Seacrest Sundries Has What You Need

March 25, 2012 by Joyce Owen

Eight years ago Larry and Beje Beasley discoverd Seacrest while visiting SoWal and fell in love. On a trip four years later, heading back home after spring break they realized it was time for a change.

Finding the perfect spot to live, they just had to find a way to make a living. They sold their home in Nashville and came looking for a business to open. They planned to offer a service from one of the kiosks at The Villages of South Walton. Then a large space came available in one of the main buildings and seeing the need for a neighborhood market on the east end of the beach, they created one.

Seacrest Sundries offers a unique selection of groceries and supplies paired with a small restaurant serving breakfast and lunch. A sundry is defined as “a thing or item, especially small, miscellaneous items of little value”, although when you discover that much-needed item, reasonably priced at Seacrest Sundries, it’s hard not to see the value in that.

“When we opened the shop, we asked customers, what do you want that we don’t have? We told them to write it down and if it made sense, we would stock it,” Larry said.

Many of the suggestions were added. Lately they’ve installed fountain drinks. Soon frozen adult beverages – pina coladas and margaritas – will expand the adult beverage selection of wine by the glass, or bottle, and beer.

The grocery side is neatly organized and stocked with items that can save shoppers the hassles of leaving 30A. Larry noted many customers come in looking for things that they forgot to bring or expected to be provided in the rental unit. Paper products are a huge seller, he said.
A quick dash into the store saves time and is not that costly.

One gentleman came in fussing he had just paid $3.75 for a single roll of toilet paper at a convenience store. Larry just couldn’t bring himself to charge outrageous prices knowing he will likely see customers return to his little shop rather than hop in the car for a few items.

The dining area is comfortably furnished with an assortment of tables and chairs. There are sofas and easy chairs to take advantage of the television and free Wi-Fi. It’s a popular place for a morning cup of coffee while reading the newspaper. Breakfast and lunch – made to order goodies at reasonable prices – bring in crowds. Later it’s the perfect spot to relax with a glass of wine or cold beer on a hot afternoon.

Most traffic comes to Seacrest Sundries from bicyclists and walkers, but they also have golf cart visitors and folks who drive over from neighboring developments to pick up to-go orders.
While the winter season has been good, they were packed last summer. Beje said they sold about 150 biscuits a day, many with her sausage gravy, making that a favorite for early morning visitors.

There are also a variety of breakfast sandwiches. At lunch, burgers, hotdogs and made-to-order sandwiches are served.
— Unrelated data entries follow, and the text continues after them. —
use std::collections::HashMap;

use parking_lot::Mutex;

use crate::common::FrameId;

/// A node in the slab-backed doubly linked list. Links are slab indices.
#[derive(Debug, Clone, Copy)]
struct Node {
    frame_id: FrameId,
    prev: Option<usize>,
    next: Option<usize>,
}

#[derive(Debug)]
struct LruState {
    nodes: Vec<Node>,
    free_slots: Vec<usize>,
    /// FrameId -> slab index of its node
    map: HashMap<FrameId, usize>,
    /// Most recently unpinned
    head: Option<usize>,
    /// Least recently unpinned (victim end)
    tail: Option<usize>,
}

impl LruState {
    fn detach(&mut self, slot: usize) {
        let Node { prev, next, .. } = self.nodes[slot];
        match prev {
            Some(p) => self.nodes[p].next = next,
            None => self.head = next,
        }
        match next {
            Some(n) => self.nodes[n].prev = prev,
            None => self.tail = prev,
        }
        self.free_slots.push(slot);
    }

    fn push_front(&mut self, frame_id: FrameId) -> usize {
        let node = Node {
            frame_id,
            prev: None,
            next: self.head,
        };
        let slot = match self.free_slots.pop() {
            Some(slot) => {
                self.nodes[slot] = node;
                slot
            }
            None => {
                self.nodes.push(node);
                self.nodes.len() - 1
            }
        };
        match self.head {
            Some(h) => self.nodes[h].prev = Some(slot),
            None => self.tail = Some(slot),
        }
        self.head = Some(slot);
        slot
    }
}

/// LRU replacement policy over the frames currently eligible for eviction.
///
/// Frames enter at the most-recently-unpinned end when their pin count drops
/// to zero and leave either by being pinned again or by being chosen as the
/// victim at the least-recently-unpinned end. All operations are O(1): a
/// doubly linked list carries the order, a hash map finds list positions.
pub struct LruReplacer {
    /// Maximum number of frames the replacer can hold (= pool size)
    capacity: usize,
    state: Mutex<LruState>,
}

impl LruReplacer {
    pub fn new(capacity: usize) -> Self {
        Self {
            capacity,
            state: Mutex::new(LruState {
                nodes: Vec::with_capacity(capacity),
                free_slots: Vec::new(),
                map: HashMap::with_capacity(capacity),
                head: None,
                tail: None,
            }),
        }
    }

    /// Removes and returns the least-recently-unpinned frame.
    /// Returns None if no frame is evictable.
    pub fn victim(&self) -> Option<FrameId> {
        let mut state = self.state.lock();
        let slot = state.tail?;
        let frame_id = state.nodes[slot].frame_id;
        state.detach(slot);
        state.map.remove(&frame_id);
        Some(frame_id)
    }

    /// Removes a frame from the replacer because a caller pinned it.
    /// No-op if the frame is not tracked.
    pub fn pin(&self, frame_id: FrameId) {
        let mut state = self.state.lock();
        if let Some(slot) = state.map.remove(&frame_id) {
            state.detach(slot);
        }
    }

    /// Makes a frame eligible for eviction at the most-recently-used end.
    /// No-op if the frame is already tracked or the replacer is full.
    pub fn unpin(&self, frame_id: FrameId) {
        let mut state = self.state.lock();
        if state.map.contains_key(&frame_id) || state.map.len() == self.capacity {
            return;
        }
        let slot = state.push_front(frame_id);
        state.map.insert(frame_id, slot);
    }

    /// Returns the number of evictable frames.
    pub fn size(&self) -> usize {
        self.state.lock().map.len()
    }
}

#[cfg(test)]
mod tests {
    use super::*;

    #[test]
    fn test_lru_replacer_empty() {
        let replacer = LruReplacer::new(5);
        assert_eq!(replacer.size(), 0);
        assert_eq!(replacer.victim(), None);
    }

    #[test]
    fn test_lru_replacer_victim_order() {
        let replacer = LruReplacer::new(5);

        replacer.unpin(FrameId::new(0));
        replacer.unpin(FrameId::new(1));
        replacer.unpin(FrameId::new(2));
        assert_eq!(replacer.size(), 3);

        // Least recently unpinned goes first
        assert_eq!(replacer.victim(), Some(FrameId::new(0)));
        assert_eq!(replacer.victim(), Some(FrameId::new(1)));
        assert_eq!(replacer.victim(), Some(FrameId::new(2)));
        assert_eq!(replacer.victim(), None);
    }

    #[test]
    fn test_lru_replacer_pin_removes() {
        let replacer = LruReplacer::new(5);

        replacer.unpin(FrameId::new(0));
        replacer.unpin(FrameId::new(1));
        replacer.unpin(FrameId::new(2));

        replacer.pin(FrameId::new(1));
        assert_eq!(replacer.size(), 2);

        assert_eq!(replacer.victim(), Some(FrameId::new(0)));
        assert_eq!(replacer.victim(), Some(FrameId::new(2)));
        assert_eq!(replacer.victim(), None);
    }

    #[test]
    fn test_lru_replacer_pin_untracked_is_noop() {
        let replacer = LruReplacer::new(5);

        replacer.unpin(FrameId::new(0));
        replacer.pin(FrameId::new(4));
        assert_eq!(replacer.size(), 1);
    }

    #[test]
    fn test_lru_replacer_unpin_twice_keeps_position() {
        let replacer = LruReplacer::new(5);

        replacer.unpin(FrameId::new(0));
        replacer.unpin(FrameId::new(1));
        // Frame 0 is already present, its position must not move
        replacer.unpin(FrameId::new(0));

        assert_eq!(replacer.size(), 2);
        assert_eq!(replacer.victim(), Some(FrameId::new(0)));
    }

    #[test]
    fn test_lru_replacer_capacity_bound() {
        let replacer = LruReplacer::new(2);

        replacer.unpin(FrameId::new(0));
        replacer.unpin(FrameId::new(1));
        replacer.unpin(FrameId::new(2));

        assert_eq!(replacer.size(), 2);
        assert_eq!(replacer.victim(), Some(FrameId::new(0)));
        assert_eq!(replacer.victim(), Some(FrameId::new(1)));
        assert_eq!(replacer.victim(), None);
    }

    #[test]
    fn test_lru_replacer_slot_reuse() {
        let replacer = LruReplacer::new(3);

        for round in 0..4 {
            replacer.unpin(FrameId::new(round));
            assert_eq!(replacer.victim(), Some(FrameId::new(round)));
        }
        assert_eq!(replacer.size(), 0);
    }

    #[test]
    fn test_lru_replacer_interleaved() {
        let replacer = LruReplacer::new(7);

        for i in 0..7 {
            replacer.unpin(FrameId::new(i));
        }
        replacer.pin(FrameId::new(0));
        replacer.pin(FrameId::new(3));
        replacer.unpin(FrameId::new(3));

        assert_eq!(replacer.victim(), Some(FrameId::new(1)));
        assert_eq!(replacer.victim(), Some(FrameId::new(2)));
        assert_eq!(replacer.victim(), Some(FrameId::new(4)));
        assert_eq!(replacer.victim(), Some(FrameId::new(5)));
        assert_eq!(replacer.victim(), Some(FrameId::new(6)));
        assert_eq!(replacer.victim(), Some(FrameId::new(3)));
        assert_eq!(replacer.victim(), None);
    }
}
Larry hopes their $6 Angus beef cheeseburger will one day be recognized as the best burger on 30A, but for now he’s happy when guests come in to try it out.
A trend he is responding to is lunches suitable to take to the beach, now they can pack coolers for customers to pick up.

There’s room to grow, Larry said. They plan to add a few more tables outside to accommodate more customers. He is considering knocking out a wall to create a pass-through from the kitchen to the dining area. Another idea is a bar area in the dining area where folks can sit and have a beer and watch a ballgame.

“We’ve been pleasantly surprised. We are heading in the right direction,” Larry said. “We have a great family-oriented clientele. This is the perfect place to meet people.”

In season, Seacrest Sundries is open daily from 7 a.m. to dusk.